Records for the exercise Start Marker
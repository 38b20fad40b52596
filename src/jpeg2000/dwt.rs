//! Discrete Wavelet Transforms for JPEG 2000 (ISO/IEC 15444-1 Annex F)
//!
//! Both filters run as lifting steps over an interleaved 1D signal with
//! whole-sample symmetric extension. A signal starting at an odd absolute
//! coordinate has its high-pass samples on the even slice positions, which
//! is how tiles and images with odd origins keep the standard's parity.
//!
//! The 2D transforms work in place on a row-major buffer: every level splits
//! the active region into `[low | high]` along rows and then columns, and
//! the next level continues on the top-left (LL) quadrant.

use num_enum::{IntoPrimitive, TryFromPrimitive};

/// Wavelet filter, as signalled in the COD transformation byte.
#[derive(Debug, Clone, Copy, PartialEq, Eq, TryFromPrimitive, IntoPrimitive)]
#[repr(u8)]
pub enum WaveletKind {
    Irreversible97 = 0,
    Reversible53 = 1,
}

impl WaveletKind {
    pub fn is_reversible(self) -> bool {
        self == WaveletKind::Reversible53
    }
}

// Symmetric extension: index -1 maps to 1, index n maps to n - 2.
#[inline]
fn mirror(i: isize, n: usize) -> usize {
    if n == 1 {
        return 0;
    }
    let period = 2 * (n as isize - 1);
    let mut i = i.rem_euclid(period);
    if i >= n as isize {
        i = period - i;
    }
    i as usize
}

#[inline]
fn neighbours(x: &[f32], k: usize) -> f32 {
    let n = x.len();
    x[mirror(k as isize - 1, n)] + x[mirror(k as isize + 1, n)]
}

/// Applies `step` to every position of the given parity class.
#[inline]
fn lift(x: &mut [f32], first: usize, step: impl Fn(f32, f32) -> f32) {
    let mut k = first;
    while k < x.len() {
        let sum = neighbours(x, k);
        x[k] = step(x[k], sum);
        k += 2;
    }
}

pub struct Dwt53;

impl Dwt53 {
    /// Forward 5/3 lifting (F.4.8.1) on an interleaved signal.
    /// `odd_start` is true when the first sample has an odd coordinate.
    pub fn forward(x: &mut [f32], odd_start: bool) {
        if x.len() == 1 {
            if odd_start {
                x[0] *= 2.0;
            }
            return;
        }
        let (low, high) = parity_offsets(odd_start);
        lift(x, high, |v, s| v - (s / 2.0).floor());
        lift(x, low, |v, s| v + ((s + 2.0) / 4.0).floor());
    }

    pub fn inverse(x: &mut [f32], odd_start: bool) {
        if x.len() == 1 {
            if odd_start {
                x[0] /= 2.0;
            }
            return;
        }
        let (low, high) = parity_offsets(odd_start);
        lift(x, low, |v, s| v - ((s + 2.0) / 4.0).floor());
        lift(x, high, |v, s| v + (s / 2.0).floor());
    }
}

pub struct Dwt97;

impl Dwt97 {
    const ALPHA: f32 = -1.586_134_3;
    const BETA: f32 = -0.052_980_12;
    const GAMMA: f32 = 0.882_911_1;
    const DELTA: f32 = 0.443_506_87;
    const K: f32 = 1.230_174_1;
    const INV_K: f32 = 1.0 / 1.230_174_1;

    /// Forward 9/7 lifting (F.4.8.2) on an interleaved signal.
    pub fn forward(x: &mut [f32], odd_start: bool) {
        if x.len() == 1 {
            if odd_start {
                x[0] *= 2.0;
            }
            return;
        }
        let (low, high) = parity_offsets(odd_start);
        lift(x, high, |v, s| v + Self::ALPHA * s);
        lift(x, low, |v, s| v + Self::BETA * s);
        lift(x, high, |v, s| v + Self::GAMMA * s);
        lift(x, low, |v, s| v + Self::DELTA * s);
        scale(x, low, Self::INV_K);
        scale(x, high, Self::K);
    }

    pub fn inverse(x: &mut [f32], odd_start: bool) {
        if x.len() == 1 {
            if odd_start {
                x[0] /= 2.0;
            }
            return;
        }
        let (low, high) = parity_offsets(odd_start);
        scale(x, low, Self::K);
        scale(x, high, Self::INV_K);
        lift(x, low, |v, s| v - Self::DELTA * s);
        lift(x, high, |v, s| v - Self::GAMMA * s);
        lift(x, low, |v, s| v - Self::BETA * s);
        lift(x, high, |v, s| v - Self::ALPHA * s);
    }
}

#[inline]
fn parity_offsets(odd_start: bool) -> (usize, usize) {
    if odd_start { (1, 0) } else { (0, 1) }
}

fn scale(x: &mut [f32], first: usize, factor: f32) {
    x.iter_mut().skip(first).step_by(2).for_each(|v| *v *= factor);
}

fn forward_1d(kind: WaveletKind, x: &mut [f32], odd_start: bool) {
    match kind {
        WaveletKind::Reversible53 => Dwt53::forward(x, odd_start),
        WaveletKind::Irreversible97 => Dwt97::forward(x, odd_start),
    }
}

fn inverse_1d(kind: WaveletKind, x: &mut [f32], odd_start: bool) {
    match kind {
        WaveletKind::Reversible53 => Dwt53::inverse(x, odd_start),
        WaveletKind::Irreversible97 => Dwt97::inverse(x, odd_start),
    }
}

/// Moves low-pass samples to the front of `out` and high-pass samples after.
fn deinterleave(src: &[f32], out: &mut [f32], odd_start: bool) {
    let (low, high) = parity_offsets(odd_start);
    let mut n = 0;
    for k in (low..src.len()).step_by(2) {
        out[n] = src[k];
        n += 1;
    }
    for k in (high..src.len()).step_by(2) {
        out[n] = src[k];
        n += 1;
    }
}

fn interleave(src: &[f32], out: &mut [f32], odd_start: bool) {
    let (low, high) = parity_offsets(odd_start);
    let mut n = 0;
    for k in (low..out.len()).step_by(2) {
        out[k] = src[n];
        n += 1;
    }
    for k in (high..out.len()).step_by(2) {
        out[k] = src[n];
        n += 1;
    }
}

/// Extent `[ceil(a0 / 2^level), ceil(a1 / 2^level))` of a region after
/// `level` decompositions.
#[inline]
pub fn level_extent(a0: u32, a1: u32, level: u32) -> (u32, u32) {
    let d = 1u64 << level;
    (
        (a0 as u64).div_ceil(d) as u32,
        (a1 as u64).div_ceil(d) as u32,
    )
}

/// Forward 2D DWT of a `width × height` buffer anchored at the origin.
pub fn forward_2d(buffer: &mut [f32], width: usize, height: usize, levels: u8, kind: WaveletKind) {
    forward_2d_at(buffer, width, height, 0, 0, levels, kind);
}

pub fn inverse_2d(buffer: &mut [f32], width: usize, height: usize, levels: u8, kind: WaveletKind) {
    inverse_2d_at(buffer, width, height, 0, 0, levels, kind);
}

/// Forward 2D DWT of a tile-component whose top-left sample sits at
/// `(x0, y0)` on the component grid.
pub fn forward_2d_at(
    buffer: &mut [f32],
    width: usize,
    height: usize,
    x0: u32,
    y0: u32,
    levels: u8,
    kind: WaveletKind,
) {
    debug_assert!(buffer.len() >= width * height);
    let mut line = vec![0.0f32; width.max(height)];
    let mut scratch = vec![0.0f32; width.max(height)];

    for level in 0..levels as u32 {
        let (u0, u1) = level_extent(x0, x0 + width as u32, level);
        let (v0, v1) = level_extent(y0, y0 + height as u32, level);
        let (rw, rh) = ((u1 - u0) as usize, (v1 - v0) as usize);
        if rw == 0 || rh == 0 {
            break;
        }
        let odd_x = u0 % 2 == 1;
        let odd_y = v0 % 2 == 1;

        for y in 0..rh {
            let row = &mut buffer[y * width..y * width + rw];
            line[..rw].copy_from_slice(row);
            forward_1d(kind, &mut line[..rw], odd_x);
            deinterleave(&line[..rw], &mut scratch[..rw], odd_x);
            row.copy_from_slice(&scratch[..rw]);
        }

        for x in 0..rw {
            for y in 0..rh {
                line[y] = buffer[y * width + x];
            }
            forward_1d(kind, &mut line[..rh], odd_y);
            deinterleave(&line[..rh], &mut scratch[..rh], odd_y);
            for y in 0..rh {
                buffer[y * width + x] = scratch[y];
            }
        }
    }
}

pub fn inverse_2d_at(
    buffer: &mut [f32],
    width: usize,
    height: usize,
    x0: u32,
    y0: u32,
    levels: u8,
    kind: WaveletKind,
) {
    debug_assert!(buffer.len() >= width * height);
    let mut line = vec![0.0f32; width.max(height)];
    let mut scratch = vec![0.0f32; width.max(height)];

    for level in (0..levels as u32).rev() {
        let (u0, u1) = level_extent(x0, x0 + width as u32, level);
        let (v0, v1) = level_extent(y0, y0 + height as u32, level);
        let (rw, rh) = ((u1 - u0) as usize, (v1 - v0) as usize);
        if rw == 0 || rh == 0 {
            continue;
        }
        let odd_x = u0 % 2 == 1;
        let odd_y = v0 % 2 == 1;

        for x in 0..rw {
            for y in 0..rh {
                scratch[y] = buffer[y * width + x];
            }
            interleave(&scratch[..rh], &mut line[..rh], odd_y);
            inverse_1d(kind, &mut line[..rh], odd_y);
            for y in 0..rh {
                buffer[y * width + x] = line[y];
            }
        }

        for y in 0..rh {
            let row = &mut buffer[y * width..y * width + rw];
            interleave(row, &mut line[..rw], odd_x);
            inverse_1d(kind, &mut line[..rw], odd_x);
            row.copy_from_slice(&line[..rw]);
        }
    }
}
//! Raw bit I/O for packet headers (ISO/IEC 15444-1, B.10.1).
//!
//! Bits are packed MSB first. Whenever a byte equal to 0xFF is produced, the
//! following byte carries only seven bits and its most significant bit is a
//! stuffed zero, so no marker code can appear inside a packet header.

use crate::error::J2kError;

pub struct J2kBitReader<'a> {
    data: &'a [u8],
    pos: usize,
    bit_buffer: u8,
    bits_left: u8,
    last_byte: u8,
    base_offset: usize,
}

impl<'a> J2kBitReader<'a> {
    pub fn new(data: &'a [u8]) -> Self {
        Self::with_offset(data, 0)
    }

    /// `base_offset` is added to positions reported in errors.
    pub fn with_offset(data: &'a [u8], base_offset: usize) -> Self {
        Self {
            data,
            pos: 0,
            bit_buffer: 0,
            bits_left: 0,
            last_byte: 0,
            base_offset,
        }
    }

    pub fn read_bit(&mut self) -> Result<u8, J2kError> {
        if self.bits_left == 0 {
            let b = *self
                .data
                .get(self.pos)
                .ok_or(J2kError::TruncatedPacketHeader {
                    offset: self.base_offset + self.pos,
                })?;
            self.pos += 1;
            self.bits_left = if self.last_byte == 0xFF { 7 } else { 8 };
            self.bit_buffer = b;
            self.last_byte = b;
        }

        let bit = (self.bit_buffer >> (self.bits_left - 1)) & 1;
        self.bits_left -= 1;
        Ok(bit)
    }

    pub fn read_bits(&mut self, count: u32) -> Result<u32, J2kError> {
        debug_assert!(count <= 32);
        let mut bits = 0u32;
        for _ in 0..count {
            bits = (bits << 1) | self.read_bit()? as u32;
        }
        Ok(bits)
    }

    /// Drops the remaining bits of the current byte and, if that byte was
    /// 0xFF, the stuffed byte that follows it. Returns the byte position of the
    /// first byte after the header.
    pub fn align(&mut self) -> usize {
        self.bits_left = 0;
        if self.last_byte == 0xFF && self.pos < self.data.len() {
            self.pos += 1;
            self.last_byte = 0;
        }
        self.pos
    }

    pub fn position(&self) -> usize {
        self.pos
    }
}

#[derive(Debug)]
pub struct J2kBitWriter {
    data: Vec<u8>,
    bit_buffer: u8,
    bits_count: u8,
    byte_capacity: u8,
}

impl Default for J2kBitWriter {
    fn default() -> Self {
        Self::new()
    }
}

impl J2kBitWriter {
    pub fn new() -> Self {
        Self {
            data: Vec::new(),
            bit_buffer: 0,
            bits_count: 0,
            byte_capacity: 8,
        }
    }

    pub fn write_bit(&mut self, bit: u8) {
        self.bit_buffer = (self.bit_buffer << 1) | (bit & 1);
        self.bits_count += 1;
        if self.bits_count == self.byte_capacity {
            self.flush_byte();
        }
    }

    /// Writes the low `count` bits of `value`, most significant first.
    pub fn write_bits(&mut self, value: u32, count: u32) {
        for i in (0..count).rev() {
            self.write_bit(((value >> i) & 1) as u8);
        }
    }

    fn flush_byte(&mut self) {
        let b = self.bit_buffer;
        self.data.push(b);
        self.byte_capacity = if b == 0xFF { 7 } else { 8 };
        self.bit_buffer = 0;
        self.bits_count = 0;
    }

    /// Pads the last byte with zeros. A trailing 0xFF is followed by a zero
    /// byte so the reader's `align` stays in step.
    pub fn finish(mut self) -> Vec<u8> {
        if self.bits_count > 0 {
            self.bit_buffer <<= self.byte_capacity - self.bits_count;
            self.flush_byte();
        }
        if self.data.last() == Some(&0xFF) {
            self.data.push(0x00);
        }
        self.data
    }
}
Records for the exercise End Marker
Records for the exercise Start Marker
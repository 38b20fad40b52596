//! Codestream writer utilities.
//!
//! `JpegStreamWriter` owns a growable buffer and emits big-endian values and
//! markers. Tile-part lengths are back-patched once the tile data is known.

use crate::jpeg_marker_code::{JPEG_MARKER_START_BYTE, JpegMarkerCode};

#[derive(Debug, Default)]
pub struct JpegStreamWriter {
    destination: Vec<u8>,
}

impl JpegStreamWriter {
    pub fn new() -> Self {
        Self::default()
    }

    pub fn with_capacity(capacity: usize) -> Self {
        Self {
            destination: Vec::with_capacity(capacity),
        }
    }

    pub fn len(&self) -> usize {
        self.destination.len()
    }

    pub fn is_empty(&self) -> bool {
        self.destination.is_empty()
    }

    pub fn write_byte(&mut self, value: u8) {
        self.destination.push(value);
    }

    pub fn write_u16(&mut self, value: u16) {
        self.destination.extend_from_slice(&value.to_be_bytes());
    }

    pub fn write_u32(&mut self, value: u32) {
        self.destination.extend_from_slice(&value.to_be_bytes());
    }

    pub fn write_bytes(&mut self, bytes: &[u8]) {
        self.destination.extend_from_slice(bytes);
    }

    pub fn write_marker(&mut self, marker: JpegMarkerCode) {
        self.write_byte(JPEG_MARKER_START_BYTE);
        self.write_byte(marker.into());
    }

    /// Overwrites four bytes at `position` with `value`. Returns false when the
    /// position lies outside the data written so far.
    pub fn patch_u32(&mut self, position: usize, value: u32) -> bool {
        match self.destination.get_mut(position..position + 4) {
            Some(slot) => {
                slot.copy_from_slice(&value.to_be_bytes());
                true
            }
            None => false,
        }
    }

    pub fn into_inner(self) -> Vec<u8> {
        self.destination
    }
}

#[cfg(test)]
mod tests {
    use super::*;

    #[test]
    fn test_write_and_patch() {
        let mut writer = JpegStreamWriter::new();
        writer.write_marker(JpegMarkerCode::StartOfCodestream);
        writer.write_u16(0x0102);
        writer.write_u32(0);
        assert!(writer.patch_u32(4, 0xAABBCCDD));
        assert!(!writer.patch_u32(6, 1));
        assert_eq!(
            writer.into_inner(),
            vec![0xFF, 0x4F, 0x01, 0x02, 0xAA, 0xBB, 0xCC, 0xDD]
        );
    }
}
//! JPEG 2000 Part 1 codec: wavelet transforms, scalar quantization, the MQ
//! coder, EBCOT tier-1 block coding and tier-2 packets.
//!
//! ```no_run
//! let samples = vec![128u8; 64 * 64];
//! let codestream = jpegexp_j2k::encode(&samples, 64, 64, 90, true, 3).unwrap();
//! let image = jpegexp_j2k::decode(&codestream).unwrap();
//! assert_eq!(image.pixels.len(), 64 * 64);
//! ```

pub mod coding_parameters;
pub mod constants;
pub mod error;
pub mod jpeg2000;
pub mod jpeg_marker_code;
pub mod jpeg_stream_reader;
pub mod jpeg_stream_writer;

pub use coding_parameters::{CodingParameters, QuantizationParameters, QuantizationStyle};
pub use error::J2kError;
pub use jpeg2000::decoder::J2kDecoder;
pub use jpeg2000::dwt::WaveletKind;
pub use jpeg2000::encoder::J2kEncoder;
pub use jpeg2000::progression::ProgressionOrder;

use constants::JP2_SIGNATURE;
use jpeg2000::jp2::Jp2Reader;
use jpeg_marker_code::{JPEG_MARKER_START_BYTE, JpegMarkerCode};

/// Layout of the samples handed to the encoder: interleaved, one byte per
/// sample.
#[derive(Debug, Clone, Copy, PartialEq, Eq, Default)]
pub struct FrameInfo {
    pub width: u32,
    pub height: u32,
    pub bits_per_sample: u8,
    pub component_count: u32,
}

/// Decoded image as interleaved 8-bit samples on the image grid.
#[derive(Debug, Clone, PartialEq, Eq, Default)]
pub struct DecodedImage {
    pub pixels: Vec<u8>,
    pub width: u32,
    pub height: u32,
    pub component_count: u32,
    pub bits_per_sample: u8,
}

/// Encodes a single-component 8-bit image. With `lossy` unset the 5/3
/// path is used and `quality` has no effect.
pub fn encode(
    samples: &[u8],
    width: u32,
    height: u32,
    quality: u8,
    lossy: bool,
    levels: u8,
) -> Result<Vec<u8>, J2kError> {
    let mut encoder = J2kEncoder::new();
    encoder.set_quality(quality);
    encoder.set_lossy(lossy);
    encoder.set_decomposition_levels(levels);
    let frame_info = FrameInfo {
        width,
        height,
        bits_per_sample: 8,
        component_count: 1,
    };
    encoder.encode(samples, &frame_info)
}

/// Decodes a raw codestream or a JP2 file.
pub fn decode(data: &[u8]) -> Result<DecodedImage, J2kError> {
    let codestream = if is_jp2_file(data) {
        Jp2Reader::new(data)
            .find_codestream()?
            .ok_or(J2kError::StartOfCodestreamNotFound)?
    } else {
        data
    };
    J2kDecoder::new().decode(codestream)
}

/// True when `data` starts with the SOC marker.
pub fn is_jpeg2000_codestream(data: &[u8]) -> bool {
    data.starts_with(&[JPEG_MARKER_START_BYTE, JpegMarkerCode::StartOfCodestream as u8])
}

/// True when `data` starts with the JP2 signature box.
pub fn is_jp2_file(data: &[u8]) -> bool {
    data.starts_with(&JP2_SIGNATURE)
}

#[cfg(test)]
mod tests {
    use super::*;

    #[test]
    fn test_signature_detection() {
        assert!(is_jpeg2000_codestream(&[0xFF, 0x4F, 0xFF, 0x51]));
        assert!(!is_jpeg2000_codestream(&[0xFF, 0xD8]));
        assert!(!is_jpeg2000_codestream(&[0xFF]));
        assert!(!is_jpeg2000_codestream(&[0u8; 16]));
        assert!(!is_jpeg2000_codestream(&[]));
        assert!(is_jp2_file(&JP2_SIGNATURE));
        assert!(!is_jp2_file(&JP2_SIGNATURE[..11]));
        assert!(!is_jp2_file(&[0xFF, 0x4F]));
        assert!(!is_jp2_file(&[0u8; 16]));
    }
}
Records for the exercise End Marker
# Instructions to follow
The result should be every line of the material that contains the word "region", so copy those lines.

# Exercise solution
//! the active region into `[low | high]` along rows and then columns, and
/// Extent `[ceil(a0 / 2^level), ceil(a1 / 2^level))` of a region after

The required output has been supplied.